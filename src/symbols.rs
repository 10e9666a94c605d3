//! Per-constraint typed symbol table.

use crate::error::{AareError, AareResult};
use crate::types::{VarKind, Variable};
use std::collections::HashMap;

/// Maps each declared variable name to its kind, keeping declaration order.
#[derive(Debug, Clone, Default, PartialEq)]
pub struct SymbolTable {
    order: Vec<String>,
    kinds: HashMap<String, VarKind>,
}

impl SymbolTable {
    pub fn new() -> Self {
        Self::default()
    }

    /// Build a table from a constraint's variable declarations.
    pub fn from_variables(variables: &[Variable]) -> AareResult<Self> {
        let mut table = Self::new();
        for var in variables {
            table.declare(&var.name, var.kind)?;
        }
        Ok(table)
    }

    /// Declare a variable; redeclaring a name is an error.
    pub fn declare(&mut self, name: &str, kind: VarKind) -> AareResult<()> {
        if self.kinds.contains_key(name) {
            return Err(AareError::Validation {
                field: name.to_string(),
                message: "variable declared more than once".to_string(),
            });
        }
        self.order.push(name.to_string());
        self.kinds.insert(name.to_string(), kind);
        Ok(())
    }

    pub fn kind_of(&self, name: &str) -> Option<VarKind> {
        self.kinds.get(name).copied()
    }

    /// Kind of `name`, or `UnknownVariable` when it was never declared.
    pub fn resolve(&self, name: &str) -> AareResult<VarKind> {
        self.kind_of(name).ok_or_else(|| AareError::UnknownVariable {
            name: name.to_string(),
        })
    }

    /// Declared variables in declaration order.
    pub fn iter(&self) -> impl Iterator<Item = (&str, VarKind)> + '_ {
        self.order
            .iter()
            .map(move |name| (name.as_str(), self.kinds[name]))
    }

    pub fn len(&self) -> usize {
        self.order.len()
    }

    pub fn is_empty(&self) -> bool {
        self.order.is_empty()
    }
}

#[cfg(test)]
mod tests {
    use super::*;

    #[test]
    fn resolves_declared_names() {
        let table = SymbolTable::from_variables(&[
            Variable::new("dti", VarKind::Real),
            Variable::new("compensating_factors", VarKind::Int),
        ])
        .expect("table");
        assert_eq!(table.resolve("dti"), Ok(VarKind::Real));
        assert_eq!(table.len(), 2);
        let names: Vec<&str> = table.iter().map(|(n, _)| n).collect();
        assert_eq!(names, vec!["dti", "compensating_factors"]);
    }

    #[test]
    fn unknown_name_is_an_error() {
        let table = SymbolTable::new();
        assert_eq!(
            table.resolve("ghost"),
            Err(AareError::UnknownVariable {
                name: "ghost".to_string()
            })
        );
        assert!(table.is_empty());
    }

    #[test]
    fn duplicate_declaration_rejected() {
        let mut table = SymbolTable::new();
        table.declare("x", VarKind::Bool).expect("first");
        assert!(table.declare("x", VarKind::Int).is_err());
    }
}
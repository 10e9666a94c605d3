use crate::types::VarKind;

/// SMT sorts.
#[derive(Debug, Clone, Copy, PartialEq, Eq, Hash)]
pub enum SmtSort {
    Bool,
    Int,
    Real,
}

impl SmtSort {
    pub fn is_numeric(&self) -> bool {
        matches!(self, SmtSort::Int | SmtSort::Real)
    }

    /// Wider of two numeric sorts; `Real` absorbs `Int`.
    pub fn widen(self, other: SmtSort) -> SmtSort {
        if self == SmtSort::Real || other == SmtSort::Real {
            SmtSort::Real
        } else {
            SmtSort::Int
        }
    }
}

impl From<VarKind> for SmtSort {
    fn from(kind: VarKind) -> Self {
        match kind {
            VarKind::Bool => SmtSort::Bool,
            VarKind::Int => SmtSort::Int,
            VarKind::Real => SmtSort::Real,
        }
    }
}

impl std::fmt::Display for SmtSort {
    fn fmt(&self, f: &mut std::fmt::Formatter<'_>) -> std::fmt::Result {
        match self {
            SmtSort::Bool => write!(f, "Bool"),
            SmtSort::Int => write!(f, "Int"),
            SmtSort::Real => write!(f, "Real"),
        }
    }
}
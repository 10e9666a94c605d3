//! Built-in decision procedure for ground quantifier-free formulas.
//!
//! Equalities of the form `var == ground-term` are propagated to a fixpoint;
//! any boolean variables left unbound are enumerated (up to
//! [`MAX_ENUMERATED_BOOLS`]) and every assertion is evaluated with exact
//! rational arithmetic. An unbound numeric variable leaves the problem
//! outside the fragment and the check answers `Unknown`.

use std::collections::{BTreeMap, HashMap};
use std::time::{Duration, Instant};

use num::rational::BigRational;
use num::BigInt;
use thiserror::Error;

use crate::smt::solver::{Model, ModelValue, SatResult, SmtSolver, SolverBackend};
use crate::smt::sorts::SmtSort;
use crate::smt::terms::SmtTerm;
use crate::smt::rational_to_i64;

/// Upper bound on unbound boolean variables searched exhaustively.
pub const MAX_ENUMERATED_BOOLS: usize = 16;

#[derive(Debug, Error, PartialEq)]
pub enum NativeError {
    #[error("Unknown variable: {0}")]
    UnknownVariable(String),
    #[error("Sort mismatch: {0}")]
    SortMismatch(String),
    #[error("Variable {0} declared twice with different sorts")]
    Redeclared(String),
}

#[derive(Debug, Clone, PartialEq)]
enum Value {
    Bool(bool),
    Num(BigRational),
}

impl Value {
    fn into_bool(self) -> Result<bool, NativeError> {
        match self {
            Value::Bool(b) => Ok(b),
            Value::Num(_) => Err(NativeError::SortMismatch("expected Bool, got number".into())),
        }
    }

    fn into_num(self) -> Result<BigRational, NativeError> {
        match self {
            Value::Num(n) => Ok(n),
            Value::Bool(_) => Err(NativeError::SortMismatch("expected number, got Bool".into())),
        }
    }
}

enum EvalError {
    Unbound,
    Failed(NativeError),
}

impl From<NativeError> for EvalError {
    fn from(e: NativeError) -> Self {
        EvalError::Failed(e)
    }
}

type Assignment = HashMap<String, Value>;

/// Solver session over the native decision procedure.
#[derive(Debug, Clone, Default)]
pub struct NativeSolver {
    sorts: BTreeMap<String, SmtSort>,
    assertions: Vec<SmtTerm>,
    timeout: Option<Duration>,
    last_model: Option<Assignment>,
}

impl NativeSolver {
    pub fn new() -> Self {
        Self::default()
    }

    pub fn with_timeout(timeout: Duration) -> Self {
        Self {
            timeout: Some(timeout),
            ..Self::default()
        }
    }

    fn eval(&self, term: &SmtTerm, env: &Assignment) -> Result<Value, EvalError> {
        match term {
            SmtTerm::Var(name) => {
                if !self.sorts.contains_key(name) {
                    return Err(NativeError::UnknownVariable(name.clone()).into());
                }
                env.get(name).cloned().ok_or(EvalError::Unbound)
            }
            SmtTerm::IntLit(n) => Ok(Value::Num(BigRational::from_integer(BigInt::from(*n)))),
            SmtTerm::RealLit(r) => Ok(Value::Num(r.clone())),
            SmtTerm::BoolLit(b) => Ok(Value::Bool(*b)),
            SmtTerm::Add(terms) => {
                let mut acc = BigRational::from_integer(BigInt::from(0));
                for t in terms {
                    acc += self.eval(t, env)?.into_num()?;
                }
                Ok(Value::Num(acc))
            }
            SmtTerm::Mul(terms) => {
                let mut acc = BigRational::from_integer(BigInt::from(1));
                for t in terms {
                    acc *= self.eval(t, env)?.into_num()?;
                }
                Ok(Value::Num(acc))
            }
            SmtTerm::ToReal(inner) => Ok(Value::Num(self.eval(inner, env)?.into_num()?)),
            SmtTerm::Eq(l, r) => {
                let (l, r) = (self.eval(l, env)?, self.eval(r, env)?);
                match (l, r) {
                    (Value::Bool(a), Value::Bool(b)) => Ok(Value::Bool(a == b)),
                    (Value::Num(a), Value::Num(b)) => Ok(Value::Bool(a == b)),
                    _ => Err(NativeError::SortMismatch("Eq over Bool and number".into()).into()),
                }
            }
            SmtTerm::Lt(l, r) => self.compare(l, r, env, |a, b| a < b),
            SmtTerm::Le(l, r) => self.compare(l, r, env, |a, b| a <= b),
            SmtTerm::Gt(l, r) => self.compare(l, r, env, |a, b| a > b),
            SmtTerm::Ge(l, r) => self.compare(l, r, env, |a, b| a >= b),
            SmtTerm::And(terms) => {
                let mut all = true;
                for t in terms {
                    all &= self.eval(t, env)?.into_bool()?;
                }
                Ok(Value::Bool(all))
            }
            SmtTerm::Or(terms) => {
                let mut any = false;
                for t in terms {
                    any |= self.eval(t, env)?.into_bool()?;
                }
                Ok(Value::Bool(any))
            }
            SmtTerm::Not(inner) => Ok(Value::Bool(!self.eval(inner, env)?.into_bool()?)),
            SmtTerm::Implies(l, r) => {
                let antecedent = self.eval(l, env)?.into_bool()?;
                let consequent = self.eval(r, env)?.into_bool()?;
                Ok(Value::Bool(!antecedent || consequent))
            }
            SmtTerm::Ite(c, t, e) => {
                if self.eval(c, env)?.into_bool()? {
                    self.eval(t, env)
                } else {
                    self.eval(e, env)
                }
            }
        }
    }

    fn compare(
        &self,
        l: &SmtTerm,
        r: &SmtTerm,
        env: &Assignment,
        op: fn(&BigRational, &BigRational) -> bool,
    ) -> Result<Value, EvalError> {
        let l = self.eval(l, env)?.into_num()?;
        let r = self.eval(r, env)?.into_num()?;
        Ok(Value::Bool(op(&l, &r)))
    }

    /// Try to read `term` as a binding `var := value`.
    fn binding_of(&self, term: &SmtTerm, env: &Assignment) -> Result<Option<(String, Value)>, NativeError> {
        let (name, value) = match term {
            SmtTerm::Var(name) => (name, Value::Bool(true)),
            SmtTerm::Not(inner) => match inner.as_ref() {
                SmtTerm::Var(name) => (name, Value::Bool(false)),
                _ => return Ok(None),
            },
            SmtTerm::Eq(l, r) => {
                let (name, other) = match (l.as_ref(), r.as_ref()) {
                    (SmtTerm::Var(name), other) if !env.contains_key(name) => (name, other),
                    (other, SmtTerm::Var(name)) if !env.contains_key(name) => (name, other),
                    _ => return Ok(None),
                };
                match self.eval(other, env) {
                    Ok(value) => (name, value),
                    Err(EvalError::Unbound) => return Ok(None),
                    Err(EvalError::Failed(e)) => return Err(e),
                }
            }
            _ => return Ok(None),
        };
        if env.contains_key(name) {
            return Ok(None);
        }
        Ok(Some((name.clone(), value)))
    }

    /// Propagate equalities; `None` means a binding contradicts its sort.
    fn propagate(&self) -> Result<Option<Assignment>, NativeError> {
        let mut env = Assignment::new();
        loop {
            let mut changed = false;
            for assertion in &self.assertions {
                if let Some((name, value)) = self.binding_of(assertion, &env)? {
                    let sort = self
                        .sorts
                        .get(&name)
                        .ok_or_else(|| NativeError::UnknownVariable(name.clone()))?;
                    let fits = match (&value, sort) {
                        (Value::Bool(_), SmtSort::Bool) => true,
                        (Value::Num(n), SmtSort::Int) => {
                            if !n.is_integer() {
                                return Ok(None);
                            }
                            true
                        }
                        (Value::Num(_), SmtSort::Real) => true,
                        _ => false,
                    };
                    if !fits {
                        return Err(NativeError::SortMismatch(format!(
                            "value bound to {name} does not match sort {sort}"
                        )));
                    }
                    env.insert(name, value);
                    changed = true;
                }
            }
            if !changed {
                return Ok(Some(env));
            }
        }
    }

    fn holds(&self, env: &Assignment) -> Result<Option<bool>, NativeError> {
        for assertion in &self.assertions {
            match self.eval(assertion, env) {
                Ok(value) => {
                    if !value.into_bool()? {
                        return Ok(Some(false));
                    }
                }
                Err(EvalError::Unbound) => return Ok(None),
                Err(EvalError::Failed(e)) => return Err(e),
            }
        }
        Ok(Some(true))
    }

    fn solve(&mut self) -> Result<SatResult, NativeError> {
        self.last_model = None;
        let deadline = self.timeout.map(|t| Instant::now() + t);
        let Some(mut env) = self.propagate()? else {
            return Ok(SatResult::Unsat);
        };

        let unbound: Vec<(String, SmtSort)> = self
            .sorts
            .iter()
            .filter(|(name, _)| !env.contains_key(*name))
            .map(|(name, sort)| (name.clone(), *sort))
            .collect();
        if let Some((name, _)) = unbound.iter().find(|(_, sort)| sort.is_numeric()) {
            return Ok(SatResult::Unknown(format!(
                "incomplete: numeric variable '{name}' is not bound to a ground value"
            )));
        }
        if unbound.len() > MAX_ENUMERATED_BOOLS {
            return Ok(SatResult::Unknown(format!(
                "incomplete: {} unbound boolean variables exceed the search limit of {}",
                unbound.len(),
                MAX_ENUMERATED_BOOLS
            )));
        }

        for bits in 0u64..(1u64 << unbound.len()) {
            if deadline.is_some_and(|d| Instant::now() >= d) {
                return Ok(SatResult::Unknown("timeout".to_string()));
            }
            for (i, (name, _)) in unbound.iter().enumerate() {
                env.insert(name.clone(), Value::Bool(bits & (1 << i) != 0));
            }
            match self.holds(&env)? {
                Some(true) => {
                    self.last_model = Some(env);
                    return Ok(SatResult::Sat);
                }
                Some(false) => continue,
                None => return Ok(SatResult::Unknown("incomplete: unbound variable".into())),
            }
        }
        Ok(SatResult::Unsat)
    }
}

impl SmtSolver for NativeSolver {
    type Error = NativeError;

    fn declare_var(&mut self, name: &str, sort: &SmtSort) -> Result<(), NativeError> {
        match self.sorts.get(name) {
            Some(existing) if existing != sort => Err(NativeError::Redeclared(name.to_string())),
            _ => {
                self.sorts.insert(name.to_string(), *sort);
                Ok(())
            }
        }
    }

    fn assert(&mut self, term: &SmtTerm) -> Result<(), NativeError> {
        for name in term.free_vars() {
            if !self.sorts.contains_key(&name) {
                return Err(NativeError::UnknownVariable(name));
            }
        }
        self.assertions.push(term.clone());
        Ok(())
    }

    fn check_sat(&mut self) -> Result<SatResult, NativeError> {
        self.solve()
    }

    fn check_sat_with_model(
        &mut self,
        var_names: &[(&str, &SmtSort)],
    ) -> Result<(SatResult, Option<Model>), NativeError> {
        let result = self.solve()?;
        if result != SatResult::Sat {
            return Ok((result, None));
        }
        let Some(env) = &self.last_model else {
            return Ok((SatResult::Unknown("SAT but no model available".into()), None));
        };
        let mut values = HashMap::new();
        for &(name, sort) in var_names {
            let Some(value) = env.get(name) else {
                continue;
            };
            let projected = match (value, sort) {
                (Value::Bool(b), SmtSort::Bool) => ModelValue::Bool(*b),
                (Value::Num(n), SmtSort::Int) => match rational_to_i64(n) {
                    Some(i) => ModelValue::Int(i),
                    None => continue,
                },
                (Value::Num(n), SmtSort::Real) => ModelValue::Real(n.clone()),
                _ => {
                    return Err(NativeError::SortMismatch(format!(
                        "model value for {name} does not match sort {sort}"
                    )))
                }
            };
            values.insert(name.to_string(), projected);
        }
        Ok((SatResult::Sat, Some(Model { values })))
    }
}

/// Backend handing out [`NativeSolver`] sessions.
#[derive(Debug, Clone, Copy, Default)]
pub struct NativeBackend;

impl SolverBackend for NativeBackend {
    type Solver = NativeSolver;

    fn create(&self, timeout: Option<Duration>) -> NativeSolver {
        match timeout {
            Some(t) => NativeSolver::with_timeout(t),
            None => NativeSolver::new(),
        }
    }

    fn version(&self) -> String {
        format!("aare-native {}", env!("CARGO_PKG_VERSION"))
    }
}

Your instructions: Taking the entries above, print exactly the lines starting at the line with "env.get(name).cloned().ok_or(EvalError::Unbound)" and ending at the line with "match (l, r)", both included.

Solution to this exercise:
                env.get(name).cloned().ok_or(EvalError::Unbound)
            }
            SmtTerm::IntLit(n) => Ok(Value::Num(BigRational::from_integer(BigInt::from(*n)))),
            SmtTerm::RealLit(r) => Ok(Value::Num(r.clone())),
            SmtTerm::BoolLit(b) => Ok(Value::Bool(*b)),
            SmtTerm::Add(terms) => {
                let mut acc = BigRational::from_integer(BigInt::from(0));
                for t in terms {
                    acc += self.eval(t, env)?.into_num()?;
                }
                Ok(Value::Num(acc))
            }
            SmtTerm::Mul(terms) => {
                let mut acc = BigRational::from_integer(BigInt::from(1));
                for t in terms {
                    acc *= self.eval(t, env)?.into_num()?;
                }
                Ok(Value::Num(acc))
            }
            SmtTerm::ToReal(inner) => Ok(Value::Num(self.eval(inner, env)?.into_num()?)),
            SmtTerm::Eq(l, r) => {
                let (l, r) = (self.eval(l, env)?, self.eval(r, env)?);
                match (l, r) {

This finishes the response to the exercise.